• HOW TO COMPLETE THIS TASK
When you reach the records, transcribe all of them exactly.

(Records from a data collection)
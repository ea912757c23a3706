//! Loss recovery: retransmission timers, exactly-once delivery, and the
//! retransmit deadline observer.

use bytes::Bytes;
use tether_core::stack::StackConfig;
use tether_harness::Link;

#[test]
fn dropped_packet_is_retransmitted_and_delivered_once() {
    let mut link = Link::with_defaults();
    link.handshake();

    link.a.app_send(Bytes::from_static(b"hello"));
    link.a.flush(link.now).expect("flush");

    // The transport eats the first transmission.
    let lost = link.a.io_mut().take_outbox();
    assert_eq!(lost.len(), 1);
    drop(lost);
    assert!(link.b.io().app_inbox.is_empty());

    let interval = StackConfig::default().retransmit_interval;
    link.advance(interval);
    link.a.retransmit(link.now);
    link.deliver_a_to_b();
    assert_eq!(link.b.io().app_inbox, vec![Bytes::from_static(b"hello")]);

    // The ACK may be lost too; a further retransmission must not duplicate
    // delivery.
    link.advance(interval);
    link.a.retransmit(link.now);
    link.deliver_a_to_b();
    assert_eq!(link.b.io().app_inbox.len(), 1);

    // Once the acknowledgement arrives the send window drains and no
    // retransmission remains scheduled.
    link.b.send_pending_acks().expect("acks");
    link.deliver_b_to_a();
    link.a.flush(link.now).expect("flush");
    assert_eq!(link.a.next_retransmit(), None);
}

#[test]
fn acks_piggybacked_on_reverse_traffic_cancel_retransmission() {
    let mut link = Link::with_defaults();
    link.handshake();

    link.a.app_send(Bytes::from_static(b"ping"));
    link.a.flush(link.now).expect("flush");
    link.deliver_a_to_b();

    // The server replies with data; its acknowledgement rides along instead
    // of going out standalone.
    link.b.app_send(Bytes::from_static(b"pong"));
    link.b.flush(link.now).expect("flush");
    let reverse = link.b.io_mut().take_outbox();
    assert_eq!(reverse.len(), 1, "ack should piggyback on the data packet");
    for pkt in reverse {
        link.a.net_recv(pkt).expect("recv");
    }

    assert_eq!(link.a.io().app_inbox, vec![Bytes::from_static(b"pong")]);
    link.a.flush(link.now).expect("flush");
    assert_eq!(link.a.next_retransmit(), None);
}

#[test]
fn retransmit_deadline_tracks_the_oldest_in_flight_message() {
    let mut link = Link::with_defaults();
    link.handshake();
    let interval = StackConfig::default().retransmit_interval;

    assert_eq!(link.a.next_retransmit(), None);

    link.a.app_send(Bytes::from_static(b"timed"));
    link.a.flush(link.now).expect("flush");
    assert_eq!(link.a.next_retransmit(), Some(link.now + interval));

    // Before the deadline, retransmit is a no-op.
    let sent_before = link.a.io().outbox.len();
    link.a.retransmit(link.now);
    assert_eq!(link.a.io().outbox.len(), sent_before);
}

• RESULT FOR THIS EXERCISE
repository ea912757c23a3706
//! Loss recovery: retransmission timers, exactly-once delivery, and the
//! retransmit deadline observer.

use bytes::Bytes;
use tether_core::stack::StackConfig;
use tether_harness::Link;

#[test]
fn dropped_packet_is_retransmitted_and_delivered_once() {
    let mut link = Link::with_defaults();
    link.handshake();

    link.a.app_send(Bytes::from_static(b"hello"));
    link.a.flush(link.now).expect("flush");

    // The transport eats the first transmission.
    let lost = link.a.io_mut().take_outbox();
    assert_eq!(lost.len(), 1);
    drop(lost);
    assert!(link.b.io().app_inbox.is_empty());

    let interval = StackConfig::default().retransmit_interval;
    link.advance(interval);
    link.a.retransmit(link.now);
    link.deliver_a_to_b();
    assert_eq!(link.b.io().app_inbox, vec![Bytes::from_static(b"hello")]);

    // The ACK may be lost too; a further retransmission must not duplicate
    // delivery.
    link.advance(interval);
    link.a.retransmit(link.now);
    link.deliver_a_to_b();
    assert_eq!(link.b.io().app_inbox.len(), 1);

    // Once the acknowledgement arrives the send window drains and no
    // retransmission remains scheduled.
    link.b.send_pending_acks().expect("acks");
    link.deliver_b_to_a();
    link.a.flush(link.now).expect("flush");
    assert_eq!(link.a.next_retransmit(), None);
}

#[test]
fn acks_piggybacked_on_reverse_traffic_cancel_retransmission() {
    let mut link = Link::with_defaults();
    link.handshake();

    link.a.app_send(Bytes::from_static(b"ping"));
    link.a.flush(link.now).expect("flush");
    link.deliver_a_to_b();

    // The server replies with data; its acknowledgement rides along instead
    // of going out standalone.
    link.b.app_send(Bytes::from_static(b"pong"));
    link.b.flush(link.now).expect("flush");
    let reverse = link.b.io_mut().take_outbox();
    assert_eq!(reverse.len(), 1, "ack should piggyback on the data packet");
    for pkt in reverse {
        link.a.net_recv(pkt).expect("recv");
    }

    assert_eq!(link.a.io().app_inbox, vec![Bytes::from_static(b"pong")]);
    link.a.flush(link.now).expect("flush");
    assert_eq!(link.a.next_retransmit(), None);
}

#[test]
fn retransmit_deadline_tracks_the_oldest_in_flight_message() {
    let mut link = Link::with_defaults();
    link.handshake();
    let interval = StackConfig::default().retransmit_interval;

    assert_eq!(link.a.next_retransmit(), None);

    link.a.app_send(Bytes::from_static(b"timed"));
    link.a.flush(link.now).expect("flush");
    assert_eq!(link.a.next_retransmit(), Some(link.now + interval));

    // Before the deadline, retransmit is a no-op.
    let sent_before = link.a.io().outbox.len();
    link.a.retransmit(link.now);
    assert_eq!(link.a.io().outbox.len(), sent_before);
}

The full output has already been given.